Comunicato stampa - Comitato Cittadini e Lavoratori Liberi e Pensanti
A pochi giorni dalla manifestazione tenutasi nelle vie del centro di
Taranto che ha visto la partecipazione della cittadinanza, il Comitato
Cittadini e Lavoratori Liberi e Pensanti, dopo i ripetuti attacchi
ricevuti per l'assenza al corteo, avverte la necessità di dover dare una
risposta alla cittadinanza stessa e a chi da settimane ci offende
definendoci "comprati", "assoggettati" e "sindacalizzati" ed anche molto
peggio.
Non abbiamo un listino prezzi perché non siamo acquistabili da
nessuno: durante le ultime elezioni non eravamo tra i candidati o
sostenitori di candidati come molti asserivano. Abbiamo solo delle idee
differenti su metodi, contenuti e tempi per richiamare una città intera
alla partecipazione come quella riscontrabile durante le assemblee
pubbliche su temi che riguardano da vicino la gente dei quartieri, gli
operai in presidio alle portinerie Ilva, i mitilicoltori, i dipendenti
AMIU e AMAT con cui abbiamo avuto il piacere di confrontarci, i genitori
della scuola elementare Deledda al rione Tamburi che abbiamo sostenuto e
continuiamo a sostenere.
Continua...
Ci teniamo a ribadire, per chi ha memoria
corta, la posizione del Comitato ricordando un passaggio di una nostra
recente conferenza stampa: “VOGLIAMO IL FERMO IMMEDIATO DEGLI IMPIANTI
RITENUTI INQUINANTI CON IL CONSEGUENTE REIMPIEGO DEGLI OPERAI NELLE
OPERE DI BONIFICA”.
Contrariamente a ciò che alcuni credono, è opportuno chiarire che
sostenere il Gip Patrizia Todisco non significa volere la chiusura
dell'Ilva: le ordinanze della Magistratura non impongono il fermo totale
degli impianti dell'area a caldo ma, anzi, permettono a 2 dei 5
altoforni di restare in marcia. La manifestazione del 7 Aprile ha avuto
come contorno slogan come "TARANTO SENZA ILVA". Questo non fa altro che
ricreare quel solco tra cittadini e operai che dal 2 Agosto abbiamo
cercato in tutti i modi di ridurre.
Forse, sarebbe opportuno
chiedersi come mai neanche quattro mesi fa, era il 15 Dicembre, la
manifestazione contro il decreto Salva-Ilva ha visto una partecipazione
maggiore di operai che, con le loro famiglie, condividevano i punti di
quella piattaforma e che se ci fossero stati il 7 Aprile accanto a
quegli slogan oggi avrebbero difficoltà a presentarsi in fabbrica.
Rimane
il fatto che quando la città si muove è sempre un evento da considerare
positivamente; a questo movimento però va dato un seguito, più
partecipato e più frequente a prescindere dai risultati ottenuti dalla
Magistratura e dalla recente e scontata decisione della Consulta. La
stessa, lo ricordiamo, è composta da giudici per 1/3 nominati dalle
supreme magistrature e per 2/3 da quelli nominati dal Presidente della
Repubblica e dal Parlamento, gli stessi che hanno caldeggiato e
convertito in legge a tempo di record il decreto Salva-Ilva.

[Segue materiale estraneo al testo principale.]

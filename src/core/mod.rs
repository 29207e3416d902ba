//! Registry core: context object, configuration and construction.
//!
//! The public API from this module is [`Registry`], [`RegistryBuilder`],
//! [`Config`] and [`LinkKind`].
//!
//! Internal modules:
//! - [`registry`]: connection/signal tables, id allocation, reporting, teardown;
//! - [`builder`]: wires the report bus and optional subscriber workers;
//! - [`config`]: settings shared by every signal of a registry.

mod builder;
mod config;
mod registry;

pub use builder::RegistryBuilder;
pub use config::Config;
pub use registry::{LinkKind, Registry};

pub(crate) use registry::{Link, LinkControl, SignalControl};
//! # Registry configuration.
//!
//! Provides [`Config`], centralized settings for a [`Registry`](crate::Registry)
//! and every signal created through it.
//!
//! ## Sentinel values
//! - `bus_capacity = 0` → clamped to 1 by [`Config::bus_capacity_clamped`]
//! - empty name prefixes → names are the bare counter (`"0"`, `"1"`, ...)

/// Configuration for a registry and its signals.
///
/// ## Field semantics
/// - `bus_capacity`: Report bus ring buffer size (min 1; clamped by Bus)
/// - `unnamed_connection_prefix`: Prefix of generated connection names
/// - `unnamed_signal_prefix`: Prefix of generated signal names
///
/// ## Notes
/// All fields are public for flexibility. Prefer using helper accessors to avoid
/// sprinkling sentinel checks across the codebase.
#[derive(Clone, Debug)]
pub struct Config {
    /// Capacity of the report bus broadcast channel ring buffer.
    ///
    /// Receivers that lag behind more than `bus_capacity` messages will
    /// receive `Lagged` and skip older items.
    pub bus_capacity: usize,

    /// Prefix used for connections created without a name.
    ///
    /// Generated names look like `"unnamed connection 3"`; the number counts
    /// unnamed connections of the registry, independently of connection ids.
    pub unnamed_connection_prefix: String,

    /// Prefix used for signals created without a name.
    pub unnamed_signal_prefix: String,
}

impl Config {
    /// Returns a bus capacity clamped to a minimum of 1.
    #[inline]
    pub fn bus_capacity_clamped(&self) -> usize {
        self.bus_capacity.max(1)
    }

    /// Generated name for the `n`-th unnamed connection.
    pub fn connection_name(&self, n: u64) -> String {
        Self::generated(&self.unnamed_connection_prefix, n)
    }

    /// Generated name for the `n`-th unnamed signal.
    pub fn signal_name(&self, n: u64) -> String {
        Self::generated(&self.unnamed_signal_prefix, n)
    }

    fn generated(prefix: &str, n: u64) -> String {
        if prefix.is_empty() {
            n.to_string()
        } else {
            format!("{prefix} {n}")
        }
    }
}

impl Default for Config {
    /// Default configuration:
    ///
    /// - `bus_capacity = 1024`
    /// - `unnamed_connection_prefix = "unnamed connection"`
    /// - `unnamed_signal_prefix = "unnamed signal"`
    fn default() -> Self {
        Self {
            bus_capacity: 1024,
            unnamed_connection_prefix: "unnamed connection".to_string(),
            unnamed_signal_prefix: "unnamed signal".to_string(),
        }
    }
}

La sfida che il Comitato si è posta è proprio quella di abbattere
quel muro creato ad arte per favorire il ricatto occupazionale e
l'immobilismo che da decenni separa cittadini e operai, muro che
sembrava essere stato abbattuto il 2 Agosto ma che pare si sta rialzando
clamorosamente in questi giorni.
In un contesto simile, riteniamo
riduttivo usare parole d'ordine molo semplici come “Ilva SI” o “Ilva
NO”. La questione è complessa e, probabilmente, è opportuno affrontarla
tenendo conto di tutte le istanze emerse.

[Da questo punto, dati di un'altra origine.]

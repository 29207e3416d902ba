//! # Binding: an external event source forwarded into a signal.
//!
//! ```text
//! EventSource ──fire(raw)──► handler (weak) ──► BindingInner::fire
//!                                                 ├─ unbound / asleep ─► ignore
//!                                                 ├─ !persist ─► unbind first
//!                                                 ├─ on_source_event(raw)
//!                                                 └─ signal.emit(forward)
//! ```
//!
//! A binding is registered as an external link in the registry and in the
//! owning signal, so `Registry::disconnect`, `Signal::cleanup` and
//! `Signal::destroy` all unbind it from the source.

use std::fmt;
use std::panic::{catch_unwind, AssertUnwindSafe};
use std::sync::atomic::{AtomicBool, Ordering};
use std::sync::{Arc, Weak};

use parking_lot::Mutex;

use crate::core::{Link, LinkControl, Registry};
use crate::error::SignalError;
use crate::events::{Event, EventKind};
use crate::signal::{Signal, SignalInner};

use super::{EventSource, SourceHandler};

struct BindingInner<S: EventSource, A> {
    id: u64,
    name: Arc<str>,
    source: Arc<S>,
    token: Mutex<Option<S::Token>>,
    bound: AtomicBool,
    awake: AtomicBool,
    persist: bool,
    forward: A,
    on_source_event: Option<SourceHandler<S::Args>>,
    signal: Weak<SignalInner<A>>,
    signal_id: u64,
    signal_name: Arc<str>,
    registry: Arc<Registry>,
}

impl<S, A> BindingInner<S, A>
where
    S: EventSource,
    A: Send + Sync + 'static,
{
    fn fire(&self, raw: &S::Args) {
        if !self.bound.load(Ordering::Acquire) || !self.awake.load(Ordering::Acquire) {
            return;
        }
        if !self.persist && !self.unbind() {
            return;
        }

        if let Some(f) = &self.on_source_event {
            if let Err(panic) = catch_unwind(AssertUnwindSafe(|| f(raw))) {
                let reason = crate::panic_message(panic.as_ref());
                tracing::warn!(signal = %self.signal_name, binding = %self.name, %reason, "source callback panicked");
                self.registry.publish(
                    self.event(EventKind::CallbackPanicked).with_reason(reason),
                );
            }
        }

        if let Some(signal) = self.signal.upgrade() {
            let _ = signal.dispatch(&self.forward);
        }
    }

    /// Returns false if already unbound.
    fn unbind(&self) -> bool {
        if !self.bound.swap(false, Ordering::AcqRel) {
            return false;
        }
        self.release();
        true
    }

    fn release(&self) {
        let token = self.token.lock().take();
        if let Some(token) = token {
            self.source.unsubscribe(token);
        }
        self.registry.unlink(self.id);
        if let Some(signal) = self.signal.upgrade() {
            signal.bindings.lock().remove(&self.id);
        }

        tracing::debug!(signal = %self.signal_name, binding = %self.name, "source unbound");
        self.registry.publish(self.event(EventKind::SourceUnbound));
    }

    fn event(&self, kind: EventKind) -> Event {
        Event::new(kind)
            .with_signal(self.signal_id, self.signal_name.clone())
            .with_connection(self.id, self.name.clone())
    }
}

impl<S, A> LinkControl for BindingInner<S, A>
where
    S: EventSource,
    A: Send + Sync + 'static,
{
    fn id(&self) -> u64 {
        self.id
    }

    fn name(&self) -> &str {
        &self.name
    }

    fn disable(&self) {
        self.awake.store(false, Ordering::Release);
    }

    fn enable(&self) {
        self.awake.store(true, Ordering::Release);
    }

    fn terminate(&self) {
        self.unbind();
    }

    fn is_live(&self) -> bool {
        self.bound.load(Ordering::Acquire)
    }
}

/// Handle to a source bound into a signal.
#[derive(Clone)]
pub struct Binding {
    inner: Arc<dyn LinkControl>,
}

impl Binding {
    /// Registry id (shared id space with connections).
    pub fn id(&self) -> u64 {
        self.inner.id()
    }

    /// Display name.
    pub fn name(&self) -> &str {
        self.inner.name()
    }

    /// Unsubscribes from the source. Idempotent.
    pub fn unbind(&self) {
        self.inner.terminate();
    }

    /// Ignores source firings until [`wake`](Self::wake).
    pub fn sleep(&self) {
        self.inner.disable();
    }

    /// Resumes forwarding.
    pub fn wake(&self) {
        self.inner.enable();
    }

    /// True until unbound.
    pub fn is_bound(&self) -> bool {
        self.inner.is_live()
    }
}

impl fmt::Debug for Binding {
    fn fmt(&self, f: &mut fmt::Formatter<'_>) -> fmt::Result {
        f.debug_struct("Binding")
            .field("id", &self.inner.id())
            .field("name", &self.inner.name())
            .field("bound", &self.inner.is_live())
            .finish()
    }
}

impl<A> Signal<A>
where
    A: Send + Sync + 'static,
{
    /// Forwards every firing of `source` as an emit of `forward`.
    ///
    /// With `persist = false` the binding unbinds itself on the first firing.
    ///
    /// ### Errors
    /// [`SignalError::SignalDestroyed`] if the signal is destroyed.
    pub fn bind_source<S>(
        &self,
        source: Arc<S>,
        persist: bool,
        forward: A,
    ) -> Result<Binding, SignalError>
    where
        S: EventSource,
    {
        self.bind(source, persist, forward, None)
    }

    /// Like [`bind_source`](Self::bind_source), also running `on_source_event`
    /// with the raw source payload before each forwarded emit.
    pub fn bind_source_with<S, F>(
        &self,
        source: Arc<S>,
        persist: bool,
        forward: A,
        on_source_event: F,
    ) -> Result<Binding, SignalError>
    where
        S: EventSource,
        F: Fn(&S::Args) + Send + Sync + 'static,
    {
        self.bind(source, persist, forward, Some(Arc::new(on_source_event)))
    }

    fn bind<S>(
        &self,
        source: Arc<S>,
        persist: bool,
        forward: A,
        on_source_event: Option<SourceHandler<S::Args>>,
    ) -> Result<Binding, SignalError>
    where
        S: EventSource,
    {
        let sig = &self.inner;
        if !sig.is_alive() {
            return Err(sig.reject_dead());
        }

        let id = Registry::next_connection_id();
        let binding = Arc::new(BindingInner {
            id,
            name: sig.registry.unnamed_connection_name(),
            source,
            token: Mutex::new(None),
            bound: AtomicBool::new(true),
            awake: AtomicBool::new(true),
            persist,
            forward,
            on_source_event,
            signal: Arc::downgrade(sig),
            signal_id: sig.id,
            signal_name: sig.name.clone(),
            registry: Arc::clone(&sig.registry),
        });
        let control: Arc<dyn LinkControl> = binding.clone();

        {
            let mut bindings = sig.bindings.lock();
            if !sig.is_alive() {
                drop(bindings);
                return Err(sig.reject_dead());
            }
            bindings.insert(id, Arc::clone(&control));
            sig.registry.link(id, Link::External(Arc::clone(&control)));
        }

        let weak: Weak<BindingInner<S, A>> = Arc::downgrade(&binding);
        let handler: SourceHandler<S::Args> = Arc::new(move |raw: &S::Args| {
            if let Some(b) = weak.upgrade() {
                b.fire(raw);
            }
        });
        let token = binding.source.subscribe(handler);
        *binding.token.lock() = Some(token);

        // Unbound while subscribing: give the token back.
        if !binding.bound.load(Ordering::Acquire) {
            let token = binding.token.lock().take();
            if let Some(token) = token {
                binding.source.unsubscribe(token);
            }
        }

        tracing::debug!(signal = %sig.name, binding = %binding.name, persist, "source bound");
        sig.registry.publish(binding.event(EventKind::SourceBound));
        Ok(Binding { inner: control })
    }
}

Domenica 14 Aprile la città è chiamata a dare un'altra risposta con
il Referendum CONSULTIVO sulla chiusura totale o parziale dello
stabilimento: un’altra divisione, insomma. Forse, sarebbe stato più
opportuno un terzo quesito: "Volete voi cittadini che l'Ilva venga
chiusa con il conseguente reimpiego degli operai nelle opere di
bonifica?". Lo Stato sperpera 400.000 euro per chiederci un'opinione non
applicabile poiché questo referendum non obbliga nessuno a fare ciò che
il popolo chiede. Trattasi, comunque, di uno strumento di democrazia
diretta che consente agli elettori di fornire il proprio parere su un
tema specifico così importante.
Troviamo più corretto ribadire a gran voce "CHI INQUINA PAGA!"
affinché tutti i responsabili di questo disastro risarciscano i danni
inflitti a questa città. Non bisogna permettere a chi ha defraudato il
territorio di abbandonare tutto chiudendo la fabbrica e divincolandosi
da responsabilità accertate, esattamente come è successo a Brescia, una
realtà con la quale il Comitato si è di recente confrontato, avvelenata e
abbandonata dalla Caffaro Chimica s.r.l..
Alziamo la testa, ogni giorno.
Noi ci saremo ogni qualvolta vi
sarà un'occasione di confronto alla pari al fine di costruire insieme
sui punti che abbiamo in comune.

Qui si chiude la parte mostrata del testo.